*What is expected:* Go through the entries and tally the lines containing the word "canonical". Only the total is wanted.

[Collected data entries]
/---

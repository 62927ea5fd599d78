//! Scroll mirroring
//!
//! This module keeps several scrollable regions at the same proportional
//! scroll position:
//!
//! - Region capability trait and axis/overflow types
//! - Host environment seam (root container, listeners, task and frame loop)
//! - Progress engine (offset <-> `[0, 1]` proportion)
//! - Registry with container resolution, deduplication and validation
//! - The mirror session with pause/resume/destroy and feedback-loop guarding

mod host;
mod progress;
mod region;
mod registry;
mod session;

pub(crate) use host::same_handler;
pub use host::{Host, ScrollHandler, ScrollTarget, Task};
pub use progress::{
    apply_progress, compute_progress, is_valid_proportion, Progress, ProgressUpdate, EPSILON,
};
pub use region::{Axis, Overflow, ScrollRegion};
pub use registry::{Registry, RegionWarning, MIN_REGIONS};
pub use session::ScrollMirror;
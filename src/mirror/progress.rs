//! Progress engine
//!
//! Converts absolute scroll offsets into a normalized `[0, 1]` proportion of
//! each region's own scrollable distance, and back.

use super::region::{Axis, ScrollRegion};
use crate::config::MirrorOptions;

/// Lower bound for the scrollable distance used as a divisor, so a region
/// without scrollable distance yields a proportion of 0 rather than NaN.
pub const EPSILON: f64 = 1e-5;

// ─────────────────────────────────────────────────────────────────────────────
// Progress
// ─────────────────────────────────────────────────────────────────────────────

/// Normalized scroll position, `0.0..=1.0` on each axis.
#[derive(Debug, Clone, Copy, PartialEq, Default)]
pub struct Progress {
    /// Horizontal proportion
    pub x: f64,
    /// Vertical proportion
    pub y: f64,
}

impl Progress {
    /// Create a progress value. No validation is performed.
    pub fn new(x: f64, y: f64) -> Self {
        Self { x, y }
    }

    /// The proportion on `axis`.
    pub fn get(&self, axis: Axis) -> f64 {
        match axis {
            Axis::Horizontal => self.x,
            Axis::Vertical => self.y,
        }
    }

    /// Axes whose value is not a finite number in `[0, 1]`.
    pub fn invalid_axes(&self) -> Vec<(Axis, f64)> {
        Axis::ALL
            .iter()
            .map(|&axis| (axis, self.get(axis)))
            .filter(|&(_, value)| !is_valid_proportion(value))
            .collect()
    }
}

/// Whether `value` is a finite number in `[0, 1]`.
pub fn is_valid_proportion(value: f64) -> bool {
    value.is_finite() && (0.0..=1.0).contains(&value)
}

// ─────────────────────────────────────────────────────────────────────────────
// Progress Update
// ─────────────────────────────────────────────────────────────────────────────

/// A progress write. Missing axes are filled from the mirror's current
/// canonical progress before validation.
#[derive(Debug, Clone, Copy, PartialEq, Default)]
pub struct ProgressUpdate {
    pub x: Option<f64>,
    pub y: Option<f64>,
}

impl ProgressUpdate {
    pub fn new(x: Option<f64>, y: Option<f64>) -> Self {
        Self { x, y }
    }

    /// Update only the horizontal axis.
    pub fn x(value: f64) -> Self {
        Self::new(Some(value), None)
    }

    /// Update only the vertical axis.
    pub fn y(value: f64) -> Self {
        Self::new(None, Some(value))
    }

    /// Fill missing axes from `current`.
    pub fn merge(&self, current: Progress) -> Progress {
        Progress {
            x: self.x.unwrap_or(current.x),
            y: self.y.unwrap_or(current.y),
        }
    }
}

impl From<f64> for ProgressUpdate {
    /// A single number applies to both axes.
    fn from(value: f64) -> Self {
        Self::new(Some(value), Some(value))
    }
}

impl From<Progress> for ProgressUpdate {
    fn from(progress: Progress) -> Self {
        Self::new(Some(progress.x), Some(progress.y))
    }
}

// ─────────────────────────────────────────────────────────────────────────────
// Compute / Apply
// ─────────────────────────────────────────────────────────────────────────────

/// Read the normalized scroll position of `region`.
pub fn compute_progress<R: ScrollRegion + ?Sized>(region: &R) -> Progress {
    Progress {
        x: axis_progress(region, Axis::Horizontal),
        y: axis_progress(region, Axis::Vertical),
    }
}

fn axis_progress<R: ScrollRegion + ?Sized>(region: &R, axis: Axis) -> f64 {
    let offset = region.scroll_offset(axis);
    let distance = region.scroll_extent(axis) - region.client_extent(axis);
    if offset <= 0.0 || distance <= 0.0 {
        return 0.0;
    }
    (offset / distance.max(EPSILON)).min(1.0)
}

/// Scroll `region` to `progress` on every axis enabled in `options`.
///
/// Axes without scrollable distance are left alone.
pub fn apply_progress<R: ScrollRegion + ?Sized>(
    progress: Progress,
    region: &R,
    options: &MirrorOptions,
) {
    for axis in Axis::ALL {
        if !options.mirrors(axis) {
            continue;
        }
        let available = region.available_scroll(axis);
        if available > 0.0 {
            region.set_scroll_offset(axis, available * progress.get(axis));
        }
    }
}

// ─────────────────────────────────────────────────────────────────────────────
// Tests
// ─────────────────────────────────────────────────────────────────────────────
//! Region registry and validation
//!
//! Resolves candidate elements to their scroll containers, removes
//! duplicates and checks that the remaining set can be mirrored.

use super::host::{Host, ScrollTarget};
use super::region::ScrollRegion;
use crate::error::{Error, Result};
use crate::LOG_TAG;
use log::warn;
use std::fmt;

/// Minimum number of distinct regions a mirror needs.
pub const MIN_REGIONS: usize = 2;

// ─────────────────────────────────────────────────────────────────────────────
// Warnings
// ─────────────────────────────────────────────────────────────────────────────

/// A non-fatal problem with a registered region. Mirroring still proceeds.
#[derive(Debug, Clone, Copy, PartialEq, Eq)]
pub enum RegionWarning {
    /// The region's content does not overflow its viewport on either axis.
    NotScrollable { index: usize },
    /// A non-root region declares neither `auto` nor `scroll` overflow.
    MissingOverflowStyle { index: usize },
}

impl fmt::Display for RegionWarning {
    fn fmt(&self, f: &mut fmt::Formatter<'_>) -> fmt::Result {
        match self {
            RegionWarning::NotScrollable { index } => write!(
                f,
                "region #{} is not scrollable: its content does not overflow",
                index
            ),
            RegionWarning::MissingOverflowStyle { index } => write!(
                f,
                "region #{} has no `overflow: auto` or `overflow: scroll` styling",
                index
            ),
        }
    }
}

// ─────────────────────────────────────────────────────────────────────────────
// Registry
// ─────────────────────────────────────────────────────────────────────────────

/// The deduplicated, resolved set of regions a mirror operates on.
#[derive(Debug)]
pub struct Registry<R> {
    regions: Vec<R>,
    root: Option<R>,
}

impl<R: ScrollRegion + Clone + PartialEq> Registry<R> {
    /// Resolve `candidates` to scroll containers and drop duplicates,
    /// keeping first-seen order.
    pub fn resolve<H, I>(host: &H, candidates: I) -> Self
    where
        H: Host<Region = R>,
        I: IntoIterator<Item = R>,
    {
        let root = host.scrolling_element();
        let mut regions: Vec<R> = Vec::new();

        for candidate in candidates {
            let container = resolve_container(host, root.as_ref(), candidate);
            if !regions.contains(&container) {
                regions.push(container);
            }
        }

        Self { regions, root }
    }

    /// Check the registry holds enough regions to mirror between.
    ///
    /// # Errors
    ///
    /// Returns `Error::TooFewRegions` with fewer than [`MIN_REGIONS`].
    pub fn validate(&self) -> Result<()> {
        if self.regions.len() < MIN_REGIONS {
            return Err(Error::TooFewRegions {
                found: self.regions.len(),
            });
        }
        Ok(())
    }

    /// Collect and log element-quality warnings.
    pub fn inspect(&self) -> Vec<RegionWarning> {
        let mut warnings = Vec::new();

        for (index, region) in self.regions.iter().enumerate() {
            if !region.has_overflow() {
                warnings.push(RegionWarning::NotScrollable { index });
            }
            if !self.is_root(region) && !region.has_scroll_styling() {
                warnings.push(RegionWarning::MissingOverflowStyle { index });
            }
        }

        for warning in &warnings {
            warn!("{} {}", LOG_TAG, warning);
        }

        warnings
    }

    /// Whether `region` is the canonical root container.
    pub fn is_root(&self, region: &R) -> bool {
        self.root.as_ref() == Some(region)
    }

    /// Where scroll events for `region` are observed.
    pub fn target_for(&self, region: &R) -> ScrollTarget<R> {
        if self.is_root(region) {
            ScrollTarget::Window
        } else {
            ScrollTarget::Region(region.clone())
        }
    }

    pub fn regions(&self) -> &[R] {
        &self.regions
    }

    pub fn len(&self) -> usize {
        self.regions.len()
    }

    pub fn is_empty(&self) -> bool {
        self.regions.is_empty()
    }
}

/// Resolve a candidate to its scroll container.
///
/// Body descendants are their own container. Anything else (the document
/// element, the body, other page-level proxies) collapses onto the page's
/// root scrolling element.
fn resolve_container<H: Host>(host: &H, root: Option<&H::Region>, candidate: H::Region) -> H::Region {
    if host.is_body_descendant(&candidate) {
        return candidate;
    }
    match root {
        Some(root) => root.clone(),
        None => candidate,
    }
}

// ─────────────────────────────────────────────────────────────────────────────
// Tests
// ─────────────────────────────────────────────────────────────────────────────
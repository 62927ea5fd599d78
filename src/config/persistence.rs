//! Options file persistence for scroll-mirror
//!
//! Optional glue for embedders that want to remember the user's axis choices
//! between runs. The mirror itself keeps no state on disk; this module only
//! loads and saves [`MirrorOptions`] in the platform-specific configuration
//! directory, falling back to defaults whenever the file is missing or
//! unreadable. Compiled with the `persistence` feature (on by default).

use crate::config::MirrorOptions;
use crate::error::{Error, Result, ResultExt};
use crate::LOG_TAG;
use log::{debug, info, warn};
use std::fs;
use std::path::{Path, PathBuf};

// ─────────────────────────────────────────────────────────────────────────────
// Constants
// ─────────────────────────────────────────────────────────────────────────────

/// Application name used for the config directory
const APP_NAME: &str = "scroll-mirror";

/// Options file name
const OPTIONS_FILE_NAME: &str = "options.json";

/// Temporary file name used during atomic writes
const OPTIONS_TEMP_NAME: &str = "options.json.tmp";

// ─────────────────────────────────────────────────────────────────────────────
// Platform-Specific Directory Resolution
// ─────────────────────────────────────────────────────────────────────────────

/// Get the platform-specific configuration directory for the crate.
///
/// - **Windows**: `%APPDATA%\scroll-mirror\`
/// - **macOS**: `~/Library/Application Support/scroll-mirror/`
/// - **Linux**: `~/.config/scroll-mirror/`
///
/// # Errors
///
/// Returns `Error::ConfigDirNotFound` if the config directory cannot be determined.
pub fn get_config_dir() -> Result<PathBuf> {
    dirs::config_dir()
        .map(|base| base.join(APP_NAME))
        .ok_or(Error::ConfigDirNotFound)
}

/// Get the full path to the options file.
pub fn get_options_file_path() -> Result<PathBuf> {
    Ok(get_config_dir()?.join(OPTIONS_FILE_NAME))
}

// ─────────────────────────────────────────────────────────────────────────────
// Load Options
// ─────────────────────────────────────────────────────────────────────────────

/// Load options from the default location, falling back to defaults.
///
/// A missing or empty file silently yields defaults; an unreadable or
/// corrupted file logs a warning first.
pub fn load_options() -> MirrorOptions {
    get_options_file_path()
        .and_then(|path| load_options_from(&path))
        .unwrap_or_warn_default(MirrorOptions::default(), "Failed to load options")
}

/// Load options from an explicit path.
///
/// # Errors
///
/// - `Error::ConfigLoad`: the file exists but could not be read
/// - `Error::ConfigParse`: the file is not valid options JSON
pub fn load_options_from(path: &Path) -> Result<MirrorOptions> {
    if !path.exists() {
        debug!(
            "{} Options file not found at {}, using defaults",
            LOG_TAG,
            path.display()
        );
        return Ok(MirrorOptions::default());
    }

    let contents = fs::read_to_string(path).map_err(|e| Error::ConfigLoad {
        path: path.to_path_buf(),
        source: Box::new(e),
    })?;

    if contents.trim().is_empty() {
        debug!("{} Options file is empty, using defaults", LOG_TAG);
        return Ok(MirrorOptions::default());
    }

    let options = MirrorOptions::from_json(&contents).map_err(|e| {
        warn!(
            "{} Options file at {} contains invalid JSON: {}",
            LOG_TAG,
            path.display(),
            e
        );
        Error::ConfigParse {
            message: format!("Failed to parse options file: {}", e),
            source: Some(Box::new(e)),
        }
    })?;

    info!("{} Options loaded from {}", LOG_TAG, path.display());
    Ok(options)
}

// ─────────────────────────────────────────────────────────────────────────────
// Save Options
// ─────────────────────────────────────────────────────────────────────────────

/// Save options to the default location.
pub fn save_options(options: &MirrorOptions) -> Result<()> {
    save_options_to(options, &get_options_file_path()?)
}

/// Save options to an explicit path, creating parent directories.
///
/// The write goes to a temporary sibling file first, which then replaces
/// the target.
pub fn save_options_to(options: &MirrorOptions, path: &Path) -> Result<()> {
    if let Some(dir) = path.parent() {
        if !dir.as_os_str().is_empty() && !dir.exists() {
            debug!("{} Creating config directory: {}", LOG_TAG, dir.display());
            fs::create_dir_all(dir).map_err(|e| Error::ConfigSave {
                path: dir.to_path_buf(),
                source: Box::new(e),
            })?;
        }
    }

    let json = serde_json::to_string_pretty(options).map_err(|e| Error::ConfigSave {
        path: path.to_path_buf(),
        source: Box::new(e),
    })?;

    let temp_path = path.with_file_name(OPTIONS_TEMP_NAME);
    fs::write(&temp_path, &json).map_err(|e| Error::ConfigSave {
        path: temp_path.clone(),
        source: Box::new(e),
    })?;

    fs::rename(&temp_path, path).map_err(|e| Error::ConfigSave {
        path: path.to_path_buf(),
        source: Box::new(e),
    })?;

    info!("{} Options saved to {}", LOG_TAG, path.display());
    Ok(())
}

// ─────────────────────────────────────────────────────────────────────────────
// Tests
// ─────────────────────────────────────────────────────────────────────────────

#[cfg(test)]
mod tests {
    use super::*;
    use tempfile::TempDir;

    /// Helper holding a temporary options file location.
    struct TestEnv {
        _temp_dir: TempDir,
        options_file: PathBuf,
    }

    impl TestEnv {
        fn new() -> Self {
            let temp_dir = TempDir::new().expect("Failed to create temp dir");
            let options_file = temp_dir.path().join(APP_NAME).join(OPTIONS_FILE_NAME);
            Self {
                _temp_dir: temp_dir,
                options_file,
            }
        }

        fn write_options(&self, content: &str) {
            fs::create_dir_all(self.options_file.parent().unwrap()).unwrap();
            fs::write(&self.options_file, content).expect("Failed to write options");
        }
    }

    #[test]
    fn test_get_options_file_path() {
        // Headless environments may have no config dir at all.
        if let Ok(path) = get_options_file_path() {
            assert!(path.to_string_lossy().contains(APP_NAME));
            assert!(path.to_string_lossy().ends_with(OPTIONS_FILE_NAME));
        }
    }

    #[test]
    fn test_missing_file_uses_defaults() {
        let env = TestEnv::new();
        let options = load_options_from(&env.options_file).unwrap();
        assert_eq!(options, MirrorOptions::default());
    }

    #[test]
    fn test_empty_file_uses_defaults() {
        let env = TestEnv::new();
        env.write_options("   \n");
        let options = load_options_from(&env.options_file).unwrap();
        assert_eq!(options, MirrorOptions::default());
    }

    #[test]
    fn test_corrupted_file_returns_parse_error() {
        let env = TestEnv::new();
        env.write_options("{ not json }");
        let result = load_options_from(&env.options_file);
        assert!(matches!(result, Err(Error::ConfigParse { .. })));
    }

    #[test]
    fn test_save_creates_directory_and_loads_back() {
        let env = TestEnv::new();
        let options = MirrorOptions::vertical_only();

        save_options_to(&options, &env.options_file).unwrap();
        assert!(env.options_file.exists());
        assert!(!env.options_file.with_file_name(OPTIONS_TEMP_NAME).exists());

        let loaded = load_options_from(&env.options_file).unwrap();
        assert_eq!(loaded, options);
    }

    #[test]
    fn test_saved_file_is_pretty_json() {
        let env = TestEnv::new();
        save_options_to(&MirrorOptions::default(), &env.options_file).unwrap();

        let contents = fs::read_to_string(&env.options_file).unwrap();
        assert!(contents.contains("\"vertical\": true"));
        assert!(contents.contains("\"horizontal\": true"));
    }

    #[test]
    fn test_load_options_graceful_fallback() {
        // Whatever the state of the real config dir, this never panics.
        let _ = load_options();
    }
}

\---

*Response for this exercise:* 2